Manually transferring info from a technical drawing to a 3D CAD model can be tedious and the worst part of a machinist's day. Keep scrolling to find out how I cut production time by 30 percent! 

Pictured: Example 3D model with attached PMI
What Tools?
I used  for the logic and  for easy interfacing with applications. I also utilized MBDVidia's OCR for data extraction and file conversion.
Python
AutoHotKey
Why This Project?
Working with CNC machinists at Autonomous Machining opened my eyes to the many unexpected challenges that come with producing machined parts, especially precision parts for aerospace and automotive systems. At first, I thought the buyer companies just sent a SOLIDWORKS model, the machinist hit a few buttons, and the machine would cut it out—simple, like a 3D printer. However, I quickly learned that this isn't the case, and there are very good reasons to why machinists get paid in this economy.
As a machinist, it makes life a lot easier to have a 3D model that includes Product and Manufacturing Information (PMI), such as desired dimensions, tolerances, and specifications. This allows you to create machine paths and quality assurance procedures to the specs of the buyer. But due to old-fashioned "this is the way it's always been done" practices, many times the machine shop only receives a stripped-down (no PMI) 3D model and a 2D PDF containing the necessary specifications. Someone then must manually annotate the model, which is a tedious and time-consuming task, especially for a small team like the one I worked with at my internship. Seeing this, I realized it had to change, and that was the birth of my PMI Auto Generator.
Pictured: Project demo video!
What is it?
Building on a blank 3D model and a PDF containing the necessary specifications, this is a Python application built to automatically attach all diameter annotations directly onto the 3D model. To format the files as needed, I created an AutoHotKey script to run on MBDVidia, the MBD software we used in the shop to attach the annotations.
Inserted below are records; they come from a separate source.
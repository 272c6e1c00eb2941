use std::collections::HashMap;
use std::sync::{Arc, RwLock};

use orion_common::Value;

pub type Func = Arc<dyn Fn(Vec<Value>) -> Value + Send + Sync>;

#[derive(Debug, thiserror::Error, PartialEq, Eq)]
pub enum FunctionRegistryError {
    #[error("function not registered: {0}")]
    UnknownFunction(String),
}

/// Process-wide, wire-safe function-name -> closure table used to resolve
/// `Task::function_name` into something executable at the node that
/// received it. Populated at startup and treated as read-only afterward;
/// the `RwLock` only exists to let a node register builtins plus any
/// application-specific functions before serving traffic.
#[derive(Default)]
pub struct FunctionRegistry {
    functions: RwLock<HashMap<String, Func>>,
}

impl FunctionRegistry {
    pub fn new() -> Self {
        FunctionRegistry::default()
    }

    pub fn register(&self, name: impl Into<String>, f: impl Fn(Vec<Value>) -> Value + Send + Sync + 'static) {
        self.functions.write().unwrap().insert(name.into(), Arc::new(f));
    }

    pub fn exists(&self, name: &str) -> bool {
        self.functions.read().unwrap().contains_key(name)
    }

    pub fn invoke(&self, name: &str, args: Vec<Value>) -> Result<Value, FunctionRegistryError> {
        let func = self
            .functions
            .read()
            .unwrap()
            .get(name)
            .cloned()
            .ok_or_else(|| FunctionRegistryError::UnknownFunction(name.to_string()))?;
        Ok(func(args))
    }
}

#[cfg(test)]
mod tests {
    use test_r::test;

    use super::*;

    #[test]
    fn invoke_unknown_function_fails() {
        let registry = FunctionRegistry::new();
        let err = registry.invoke("nope", vec![]).unwrap_err();
        assert_eq!(err, FunctionRegistryError::UnknownFunction("nope".to_string()));
    }

    #[test]
    fn registered_function_is_invocable() {
        let registry = FunctionRegistry::new();
        assert!(!registry.exists("double"));
        registry.register("double", |args| {
            Value::new(*args[0].downcast_ref::<i32>().unwrap() * 2)
        });
        assert!(registry.exists("double"));

        let result = registry.invoke("double", vec![Value::new(21i32)]).unwrap();
        assert_eq!(result.downcast_ref::<i32>(), Some(&42));
    }
}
With a generated UI, the program guides the user to extract the annotations from the PDF into an Excel sheet, and convert the 3D model .stl or .sldprt file to a .qif file.
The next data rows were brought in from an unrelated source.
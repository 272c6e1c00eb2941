use std::sync::Arc;

use orion_common::{ObjectId, ObjectRef, Value};

/// The local execution closure: always takes dependency values, in `deps`
/// order, and returns the task's output value.
pub type Work = dyn Fn(Vec<Value>) -> Value + Send + Sync;

/// An immutable description of one unit of work.
///
/// Either `work` is populated (the task executes locally, e.g. it was
/// submitted directly to a `Runtime`, or a node has already resolved
/// `function_name` into a closure) or `function_name` is set and resolvable
/// in a `FunctionRegistry` at the node that ultimately executes it. A task
/// dispatched to the cluster with only `function_name` set carries no
/// closure until a node builds one (see `orion-node`).
pub struct Task {
    pub id: ObjectId,
    pub function_name: Option<String>,
    pub args: Vec<Vec<u8>>,
    pub deps: Vec<ObjectRef>,
    pub work: Option<Arc<Work>>,
}

impl Task {
    /// A task with dependencies, executed locally via `work`.
    pub fn new(
        id: impl Into<ObjectId>,
        deps: Vec<ObjectRef>,
        work: impl Fn(Vec<Value>) -> Value + Send + Sync + 'static,
    ) -> Self {
        Task {
            id: id.into(),
            function_name: None,
            args: Vec::new(),
            deps,
            work: Some(Arc::new(work)),
        }
    }

    /// A dependency-free task whose closure ignores its (empty) argument
    /// vector.
    pub fn leaf(
        id: impl Into<ObjectId>,
        work: impl Fn() -> Value + Send + Sync + 'static,
    ) -> Self {
        Task::new(id, Vec::new(), move |_deps: Vec<Value>| work())
    }

    /// A task meant for named (remote-capable) dispatch: no local closure,
    /// just a function name, literal byte args, and declared deps. The node
    /// that ultimately executes it resolves `function_name` via its
    /// `FunctionRegistry`.
    pub fn remote(
        id: impl Into<ObjectId>,
        function_name: impl Into<String>,
        args: Vec<Vec<u8>>,
        deps: Vec<ObjectRef>,
    ) -> Self {
        Task {
            id: id.into(),
            function_name: Some(function_name.into()),
            args,
            deps,
            work: None,
        }
    }
}

/// Encodes an `i32` using the 4-byte little-endian convention the node's
/// literal-arg decoder expects.
pub fn encode_i32_arg(value: i32) -> Vec<u8> {
    value.to_le_bytes().to_vec()
}

/// Decodes a 4-byte little-endian `i32`, returning `None` if `bytes` is
/// shorter than 4 bytes (the node simply skips such blobs).
pub fn decode_i32_arg(bytes: &[u8]) -> Option<i32> {
    let array: [u8; 4] = bytes.get(0..4)?.try_into().ok()?;
    Some(i32::from_le_bytes(array))
}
The .qif file is the key that my program relies on, as its XML structure allows me to parse and insert information without a GUI. This unlocks automation and greater speed capabilities, which I take advantage of through this project. Now, using Python with NumPy and openpyxl, it scrapes the Excel file and formats each entry to scan for diameter annotations. I've picked diameter annotations because the shop mostly worked with turned (cylindrical) parts, so diameter annotations made up about one-third of all dimensions.
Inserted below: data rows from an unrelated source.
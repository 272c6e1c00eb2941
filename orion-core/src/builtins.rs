use orion_common::Value;

use crate::function_registry::FunctionRegistry;

/// Registers the builtin functions a fresh node brings up by default.
pub fn register_builtins(registry: &FunctionRegistry) {
    registry.register("add", |args| {
        let a = *args[0].downcast_ref::<i32>().expect("add: arg 0 must be i32");
        let b = *args[1].downcast_ref::<i32>().expect("add: arg 1 must be i32");
        Value::new(a + b)
    });

    registry.register("mul", |args| {
        let a = *args[0].downcast_ref::<i32>().expect("mul: arg 0 must be i32");
        let b = *args[1].downcast_ref::<i32>().expect("mul: arg 1 must be i32");
        Value::new(a * b)
    });
}

#[cfg(test)]
mod tests {
    use test_r::test;

    use super::*;

    #[test]
    fn add_and_mul_builtins() {
        let registry = FunctionRegistry::new();
        register_builtins(&registry);

        let sum = registry
            .invoke("add", vec![Value::new(3i32), Value::new(7i32)])
            .unwrap();
        assert_eq!(sum.downcast_ref::<i32>(), Some(&10));

        let product = registry
            .invoke("mul", vec![Value::new(6i32), Value::new(7i32)])
            .unwrap();
        assert_eq!(product.downcast_ref::<i32>(), Some(&42));
    }
}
The program then gets all of the dimensions from the model .qif file and cross-references each with the desired diameter dimensions. Lastly, it inserts those annotations onto the model. Then the user can simply open the .qif file and attach the rest of the annotations manually with the help of my MBD Macro. This project single-handedly saves around 30% of the total annotation time, and the full process takes only about 60 seconds to complete.
What did I learn?
I strengthened my Python and scripting skills, as well as my understanding of best practices for writing scalable and intuitive code such that non-experts could understand and use it effectively. This included creating Standard Operating Procedures (SOP) documentation and oral presentations to the team. Some challenges that I faced included extracting data from non-standard part drawing PDFs, as well as completely reverse-engineering the QIF format with few available resources. This project also attracted the attention of the company's CEO, who invited me to present my work to the parent company, and I received a light round of applause as I concluded.